> _Your task_: Below are lines of data, and only some are wanted. Please repeat exactly those from the line that has "long_about = None)]" through the line that has "#[derive(Subcommand)]".

[Collected data]
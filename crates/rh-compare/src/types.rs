use std::collections::{BTreeMap, BTreeSet};

use chrono::{DateTime, Utc};
use rh_history::FieldChange;
use rh_schemas::{rate_type_key, Product};
use serde::{Deserialize, Serialize};

/// Classification of one product between the two snapshots.
#[derive(Clone, Copy, Debug, PartialEq, Eq, PartialOrd, Ord, Hash, Serialize, Deserialize)]
#[serde(rename_all = "lowercase")]
pub enum ComparisonStatus {
    Unchanged,
    Increased,
    Decreased,
    New,
    Removed,
    Modified,
}

impl ComparisonStatus {
    pub const ALL: [ComparisonStatus; 6] = [
        ComparisonStatus::Decreased,
        ComparisonStatus::Modified,
        ComparisonStatus::Unchanged,
        ComparisonStatus::Increased,
        ComparisonStatus::New,
        ComparisonStatus::Removed,
    ];

    /// Display priority. Lower sorts first.
    pub fn priority(&self) -> u8 {
        match self {
            ComparisonStatus::Decreased => 0,
            ComparisonStatus::Modified => 1,
            ComparisonStatus::Unchanged => 2,
            ComparisonStatus::Increased => 3,
            ComparisonStatus::New => 4,
            ComparisonStatus::Removed => 5,
        }
    }

    pub fn as_str(&self) -> &'static str {
        match self {
            ComparisonStatus::Unchanged => "unchanged",
            ComparisonStatus::Increased => "increased",
            ComparisonStatus::Decreased => "decreased",
            ComparisonStatus::New => "new",
            ComparisonStatus::Removed => "removed",
            ComparisonStatus::Modified => "modified",
        }
    }

    pub fn parse(s: &str) -> Option<Self> {
        let s = s.trim().to_ascii_lowercase();
        Self::ALL.into_iter().find(|st| st.as_str() == s)
    }
}

/// One row of the comparison.
///
/// `product` is the end-date version when the product still exists, the
/// start-date version when it was removed.
#[derive(Clone, Debug, PartialEq, Serialize, Deserialize)]
#[serde(rename_all = "camelCase")]
pub struct ComparisonEntry {
    pub lender_id: String,
    pub product: Product,
    pub previous_rate: Option<f64>,
    pub current_rate: Option<f64>,
    pub change_amount: Option<f64>,
    pub change_percent: Option<f64>,
    pub status: ComparisonStatus,
    #[serde(default, skip_serializing_if = "Option::is_none")]
    pub field_changes: Option<Vec<FieldChange>>,
}

/// Buyer category filter.
#[derive(Clone, Copy, Debug, PartialEq, Eq, Hash, Serialize, Deserialize)]
#[serde(rename_all = "lowercase")]
pub enum BuyerCategory {
    /// Primary dwelling house.
    Pdh,
    /// Buy to let.
    Btl,
}

impl BuyerCategory {
    pub fn allowed_buyer_types(&self) -> &'static [&'static str] {
        match self {
            BuyerCategory::Pdh => &["ftb", "mover", "switcher-pdh"],
            BuyerCategory::Btl => &["btl", "switcher-btl"],
        }
    }

    pub fn parse(s: &str) -> Option<Self> {
        match s.trim().to_ascii_lowercase().as_str() {
            "pdh" => Some(BuyerCategory::Pdh),
            "btl" => Some(BuyerCategory::Btl),
            _ => None,
        }
    }

    pub fn accepts(&self, product: &Product) -> bool {
        let allowed = self.allowed_buyer_types();
        product
            .buyer_types
            .iter()
            .any(|bt| allowed.contains(&bt.as_str()))
    }
}

/// Filters applied independently to both snapshots before matching.
#[derive(Clone, Debug, Default, PartialEq, Eq)]
pub struct CompareFilters {
    /// Empty means every lender.
    pub lender_ids: BTreeSet<String>,
    /// Derived key: `variable` or `fixed-{term}`.
    pub rate_type: Option<String>,
    pub buyer_category: Option<BuyerCategory>,
}

impl CompareFilters {
    pub fn accepts_lender(&self, lender_id: &str) -> bool {
        self.lender_ids.is_empty() || self.lender_ids.contains(lender_id)
    }

    pub fn accepts(&self, product: &Product) -> bool {
        if let Some(key) = &self.rate_type {
            if rate_type_key(product) != *key {
                return false;
            }
        }
        if let Some(category) = &self.buyer_category {
            if !category.accepts(product) {
                return false;
            }
        }
        true
    }
}

/// Where the end snapshot comes from.
#[derive(Clone, Debug, PartialEq)]
pub enum EndPoint {
    /// Reconstruct every lender at this instant.
    At(DateTime<Utc>),
    /// Current catalogue per lender, used as-is. Missing lender = no products.
    Live(BTreeMap<String, Vec<Product>>),
}
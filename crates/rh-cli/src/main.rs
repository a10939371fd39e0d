use anyhow::Result;
use clap::{Parser, Subcommand};

mod commands;

use commands::SourceArgs;

#[derive(Parser)]
#[command(name = "rh")]
#[command(about = "Mortgage rate history: snapshots, series, change logs, comparisons", long_about = None)]
struct Cli {
    #[command(flatten)]
    source: SourceArgs,

    #[command(subcommand)]
    cmd: Commands,
}

#[derive(Subcommand)]
enum Commands {
    /// Reconstruct one lender's catalogue at an instant
    Snapshot {
        #[arg(long)]
        lender: String,

        /// RFC 3339 or YYYY-MM-DD (start of day UTC)
        #[arg(long)]
        at: String,
    },

    /// Rate/APR time series for one product, or every product of the lender
    Series {
        #[arg(long)]
        lender: String,

        /// Product id; omit for all products
        #[arg(long)]
        product: Option<String>,
    },

    /// Change log across lenders, newest first
    Changes {
        /// Repeatable; default is every known lender
        #[arg(long = "lender")]
        lenders: Vec<String>,

        #[arg(long)]
        from: Option<String>,

        #[arg(long)]
        to: Option<String>,
    },

    /// Compare catalogues between two dates (no --to = now)
    Compare {
        #[arg(long)]
        from: String,

        #[arg(long)]
        to: Option<String>,

        /// Repeatable; default is every known lender
        #[arg(long = "lender")]
        lenders: Vec<String>,

        /// `variable` or `fixed-<years>`
        #[arg(long = "rate-type")]
        rate_type: Option<String>,

        /// pdh | btl
        #[arg(long)]
        buyer: Option<String>,

        /// Case-insensitive match on product or lender name
        #[arg(long)]
        search: Option<String>,

        /// Repeatable status toggle (decreased, modified, unchanged, increased, new, removed)
        #[arg(long = "status")]
        statuses: Vec<String>,

        /// Include per-status counts
        #[arg(long, default_value_t = false)]
        summary: bool,
    },

    /// Compute layered config hash + print canonical JSON
    ConfigHash {
        /// Paths in merge order (base -> local overrides)
        #[arg(required = true)]
        paths: Vec<String>,
    },
}

#[tokio::main]
async fn main() -> Result<()> {
    // Silent when the file does not exist.
    let _ = dotenvy::from_filename(".env.local");

    init_tracing();

    let cli = Cli::parse();

    match cli.cmd {
        Commands::ConfigHash { paths } => {
            let path_refs: Vec<&str> = paths.iter().map(|s| s.as_str()).collect();
            let loaded = rh_config::load_layered_yaml(&path_refs)?;
            println!("config_hash={}", loaded.config_hash);
            println!("{}", loaded.canonical_json);
        }

        Commands::Snapshot { lender, at } => {
            let session = commands::Session::open(&cli.source)?;
            commands::history::snapshot(&session, &lender, &at).await?;
        }

        Commands::Series { lender, product } => {
            let session = commands::Session::open(&cli.source)?;
            commands::history::series(&session, &lender, product.as_deref()).await?;
        }

        Commands::Changes { lenders, from, to } => {
            let session = commands::Session::open(&cli.source)?;
            commands::history::changes(&session, &lenders, from.as_deref(), to.as_deref())
                .await?;
        }

        Commands::Compare {
            from,
            to,
            lenders,
            rate_type,
            buyer,
            search,
            statuses,
            summary,
        } => {
            let session = commands::Session::open(&cli.source)?;
            commands::compare::run(
                &session,
                commands::compare::CompareArgs {
                    from,
                    to,
                    lenders,
                    rate_type,
                    buyer,
                    search,
                    statuses,
                    summary,
                },
            )
            .await?;
        }
    }

    Ok(())
}

/// Logs go to stderr so stdout stays machine-readable.
fn init_tracing() {
    tracing_subscriber::fmt()
        .with_writer(std::io::stderr)
        .with_env_filter(
            tracing_subscriber::EnvFilter::try_from_default_env().unwrap_or_else(|_| "info".into()),
        )
        .init();
}
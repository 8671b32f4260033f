//! Error types for the maxdigi client.
//!
//! All remote-call failures are normalized into [`ApiError`] at the client
//! boundary, so upstream components (the top-up job in particular) never need
//! to inspect transport-level detail. Configuration problems are fatal at
//! construction time and get their own type.

use thiserror::Error;

/// The main error type for maxdigi operations
#[derive(Error, Debug)]
pub enum Error {
    /// Configuration errors (missing credentials, bad env values)
    #[error("Configuration error: {0}")]
    Config(#[from] ConfigError),

    /// API errors surfaced by the client
    #[error("API error: {0}")]
    Api(#[from] ApiError),

    /// Terminal top-up job failures
    #[error("Job error: {0}")]
    Job(#[from] JobError),

    /// I/O errors (server binding, shutdown)
    #[error("I/O error: {0}")]
    Io(#[from] std::io::Error),
}

/// Construction-time configuration errors
///
/// These are fatal: an [`crate::ApiClient`] is never constructed without both
/// credentials present, so per-call code does not re-check them.
#[derive(Error, Debug)]
pub enum ConfigError {
    /// API username missing or empty
    #[error("DIGIFLAZZ_USERNAME is not set or empty")]
    MissingUsername,

    /// API key missing or empty
    #[error("DIGIFLAZZ_API_KEY is not set or empty")]
    MissingApiKey,

    /// An environment variable had an unusable value
    #[error("Invalid value for {var}: {message}")]
    InvalidValue {
        /// The offending variable name
        var: &'static str,
        /// What was wrong with it
        message: String,
    },

    /// The underlying HTTP client could not be built
    #[error("Failed to build HTTP client: {0}")]
    HttpClient(String),
}

/// The single error type produced by [`crate::ApiClient`] operations.
///
/// Variants distinguish the failure class so the job layer can classify
/// without parsing message text. Messages may embed the provider-supplied
/// `data.message`, never local key material.
#[derive(Error, Debug)]
pub enum ApiError {
    /// The provider answered with a non-2xx status
    #[error("Provider returned HTTP {status}: {message}")]
    Provider {
        /// HTTP status code of the response
        status: u16,
        /// Provider `data.message` when present, else the transport message
        message: String,
    },

    /// The request never completed (DNS, connect, timeout)
    #[error("Request to provider failed: {0}")]
    Transport(String),

    /// 2xx response without a usable `data` envelope
    #[error("Invalid provider response: {0}")]
    MalformedResponse(String),
}

impl From<reqwest::Error> for ApiError {
    fn from(err: reqwest::Error) -> Self {
        ApiError::Transport(err.to_string())
    }
}

/// A terminal top-up job failure, carrying the refId it belongs to.
#[derive(Error, Debug)]
#[error("Top-up job for ref_id {ref_id} failed: {source}")]
pub struct JobError {
    /// Caller-supplied idempotency key of the failed transaction
    pub ref_id: String,
    /// The underlying client error
    #[source]
    pub source: ApiError,
}

/// Result type alias for maxdigi operations
pub type Result<T> = std::result::Result<T, Error>;
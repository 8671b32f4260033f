//! MaxDigi Webhook Server
//!
//! Serves the DigiFlazz status callback endpoint and logs every accepted
//! transaction status update.

use std::sync::Arc;

use clap::Parser;
use tower_http::trace::TraceLayer;

use maxdigi::webhook::{webhook_router, LoggingPublisher, WebhookState, WebhookVerifier};
use maxdigi::Config;

/// MaxDigi Webhook Server
#[derive(Parser, Debug)]
#[command(name = "maxdigi-webhook")]
#[command(version)]
#[command(about = "Inbound webhook endpoint for DigiFlazz transaction status callbacks")]
struct Args {
    /// Port to listen on
    #[arg(short, long, default_value = "3100")]
    port: u16,

    /// Host to bind to
    #[arg(short = 'H', long, default_value = "127.0.0.1")]
    host: String,

    /// Enable verbose logging
    #[arg(short, long)]
    verbose: bool,
}

#[tokio::main]
async fn main() -> anyhow::Result<()> {
    let args = Args::parse();

    let filter = if args.verbose { "debug" } else { "info" };
    tracing_subscriber::fmt().with_env_filter(filter).init();

    let config = Config::from_env()?;
    let state = Arc::new(WebhookState::new(
        WebhookVerifier::new(config.webhook_secret.clone()),
        Arc::new(LoggingPublisher),
    ));
    let app = webhook_router(state).layer(TraceLayer::new_for_http());

    let addr = format!("{}:{}", args.host, args.port);
    tracing::info!("MaxDigi webhook server listening on {}", addr);

    let listener = tokio::net::TcpListener::bind(&addr).await?;
    axum::serve(listener, app).await?;

    Ok(())
}
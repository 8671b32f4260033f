//! Transaction status events republished from verified webhooks.

use std::sync::Arc;

use chrono::{DateTime, Utc};
use serde::{Deserialize, Serialize};
use serde_json::Value;
use tokio::sync::broadcast;
use tracing::info;

/// Event emitted for every accepted webhook delivery.
///
/// `data` is the provider's payload carried verbatim; no reshaping happens
/// between the wire and the listener.
#[derive(Debug, Clone, Serialize, Deserialize)]
pub struct TransactionStatusUpdated {
    /// The `data` object exactly as received from the provider
    pub data: Value,
    /// When this process accepted the delivery
    pub received_at: DateTime<Utc>,
}

impl TransactionStatusUpdated {
    /// Wrap a verified payload, stamping the receive time.
    pub fn new(data: Value) -> Self {
        Self {
            data,
            received_at: Utc::now(),
        }
    }

    /// The transaction's `ref_id`, when the provider included one.
    pub fn ref_id(&self) -> Option<&str> {
        self.data.get("ref_id").and_then(Value::as_str)
    }
}

/// Application-side sink for transaction status events.
///
/// The webhook handler publishes exactly one event per accepted delivery;
/// what happens next (persistence, notifications, reconciliation) is the
/// application's concern.
#[async_trait::async_trait]
pub trait EventPublisher: Send + Sync + 'static {
    /// Deliver one event. Errors are logged by the caller, never turned into
    /// a webhook rejection.
    async fn publish(&self, event: TransactionStatusUpdated) -> anyhow::Result<()>;
}

/// Publisher that logs each event at info level.
#[derive(Debug, Clone, Default)]
pub struct LoggingPublisher;

#[async_trait::async_trait]
impl EventPublisher for LoggingPublisher {
    async fn publish(&self, event: TransactionStatusUpdated) -> anyhow::Result<()> {
        info!(
            ref_id = event.ref_id().unwrap_or("<none>"),
            data = %event.data,
            "Transaction status updated"
        );
        Ok(())
    }
}

/// Publisher backed by a tokio broadcast channel.
///
/// Subscribers receive every event published after they subscribe; lagging
/// subscribers drop the oldest events, which is acceptable because the
/// provider's webhook is a notification stream, not a ledger.
#[derive(Debug, Clone)]
pub struct BroadcastPublisher {
    tx: broadcast::Sender<TransactionStatusUpdated>,
}

impl BroadcastPublisher {
    /// Create a publisher with the given channel capacity.
    pub fn new(capacity: usize) -> Self {
        let (tx, _) = broadcast::channel(capacity);
        Self { tx }
    }

    /// Obtain a receiver for subsequent events.
    pub fn subscribe(&self) -> broadcast::Receiver<TransactionStatusUpdated> {
        self.tx.subscribe()
    }
}

impl Default for BroadcastPublisher {
    fn default() -> Self {
        Self::new(256)
    }
}

#[async_trait::async_trait]
impl EventPublisher for BroadcastPublisher {
    async fn publish(&self, event: TransactionStatusUpdated) -> anyhow::Result<()> {
        // A send error only means no subscriber is currently listening.
        let _ = self.tx.send(event);
        Ok(())
    }
}

/// Publisher that discards events, for tests.
#[derive(Debug, Clone, Default)]
pub struct NoOpPublisher;

#[async_trait::async_trait]
impl EventPublisher for NoOpPublisher {
    async fn publish(&self, _event: TransactionStatusUpdated) -> anyhow::Result<()> {
        Ok(())
    }
}

/// Fan-out publisher delivering each event to every inner publisher.
pub struct CompositePublisher {
    publishers: Vec<Arc<dyn EventPublisher>>,
}

impl CompositePublisher {
    /// Build from a list of publishers.
    pub fn new(publishers: Vec<Arc<dyn EventPublisher>>) -> Self {
        Self { publishers }
    }
}

#[async_trait::async_trait]
impl EventPublisher for CompositePublisher {
    async fn publish(&self, event: TransactionStatusUpdated) -> anyhow::Result<()> {
        for publisher in &self.publishers {
            publisher.publish(event.clone()).await?;
        }
        Ok(())
    }
}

> _Task result_:
#[command(about = "Mortgage rate history: snapshots, series, change logs, comparisons", long_about = None)]
struct Cli {
    #[command(flatten)]
    source: SourceArgs,

    #[command(subcommand)]
    cmd: Commands,
}

#[derive(Subcommand)]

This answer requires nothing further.